→ Work required: Across all the records, filter for lines with the word "before" and copy them.

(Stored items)
Start of Block
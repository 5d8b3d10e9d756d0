//! Prismatic joint, constraining two bodies to translate along a given axis.

use crate::{
    joint::{JointModel, JointType},
    limits::JointLimits,
};
use mechanism_spatial::{
    frame::FrameId, jacobian::GeometricJacobian, rotation::Rotation3, scalar::Scalar,
    spatial::SpatialVector, transform::Transform, vector3::Vector3,
};
use rand::rngs::ThreadRng;
use rand::Rng;

/// Model of a prismatic joint.
///
/// This joint constrains two bodies to translate relative to one another along a given axis.
#[derive(Clone, Debug)]
pub struct JointModelPrismatic<T: Scalar> {
    /// The axis of translation, expressed in the joint's `before` frame.
    pub axis: Vector3<T>,
    /// The joint limits.
    pub limits: JointLimits<T>,
}

impl<T: Scalar> JointModelPrismatic<T> {
    #[must_use]
    pub fn new(axis: Vector3<T>) -> Self {
        JointModelPrismatic {
            axis,
            limits: JointLimits::new_unbounded(1),
        }
    }

    #[must_use]
    pub fn new_px() -> Self {
        Self::new(Vector3::new(T::one(), T::zero(), T::zero()))
    }

    #[must_use]
    pub fn new_py() -> Self {
        Self::new(Vector3::new(T::zero(), T::one(), T::zero()))
    }

    #[must_use]
    pub fn new_pz() -> Self {
        Self::new(Vector3::new(T::zero(), T::zero(), T::one()))
    }

    /// Converts this joint model to another scalar type.
    #[must_use]
    pub fn cast<U: Scalar>(&self) -> JointModelPrismatic<U> {
        JointModelPrismatic {
            axis: self.axis.cast(),
            limits: self.limits.cast(),
        }
    }
}

impl<T: Scalar> JointModel<T> for JointModelPrismatic<T> {
    fn get_joint_type(&self) -> JointType {
        JointType::Prismatic
    }

    fn nq(&self) -> usize {
        1
    }

    fn nv(&self) -> usize {
        1
    }

    fn joint_transform(&self, before: FrameId, after: FrameId, q: &[T]) -> Transform<T> {
        debug_assert_eq!(q.len(), 1, "prismatic joint expects a single offset");
        Transform::new(before, after, Rotation3::identity(), self.axis.scale(q[0]))
    }

    fn motion_subspace(&self, _q: &[T]) -> GeometricJacobian<T> {
        let mut jacobian = GeometricJacobian::zero(1);
        jacobian.update_column(0, SpatialVector::from_parts(Vector3::zeros(), self.axis));
        jacobian
    }

    fn bias_acceleration(&self, _q: &[T], _v: &[T]) -> SpatialVector<T> {
        SpatialVector::zero()
    }

    fn configuration_derivative(&self, _q: &[T], v: &[T]) -> Vec<T> {
        vec![v[0]]
    }

    fn zero_configuration(&self, q: &mut [T]) {
        q[0] = T::zero();
    }

    fn normalize_configuration(&self, _q: &mut [T]) {}

    fn random_configuration(&self, q: &mut [T], rng: &mut ThreadRng) {
        let lo = self.limits.min_configuration[0].to_f64();
        let hi = self.limits.max_configuration[0].to_f64();
        let sample = if lo.is_finite() && hi.is_finite() {
            rng.random_range(lo..=hi)
        } else {
            rng.random_range(-1.0..=1.0)
        };
        q[0] = T::from_f64(sample);
    }
}

#[cfg(test)]
mod tests {
    use super::*;

    #[test]
    fn transform_translates_along_axis() {
        let joint: JointModelPrismatic<f64> = JointModelPrismatic::new_px();
        let transform = joint.joint_transform(FrameId::new(0), FrameId::new(1), &[2.0]);
        assert_eq!(transform.translation().x(), 2.0);
    }
}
End of Block
→ Solution for this task:
    /// The axis of translation, expressed in the joint's `before` frame.
    fn joint_transform(&self, before: FrameId, after: FrameId, q: &[T]) -> Transform<T> {
        Transform::new(before, after, Rotation3::identity(), self.axis.scale(q[0]))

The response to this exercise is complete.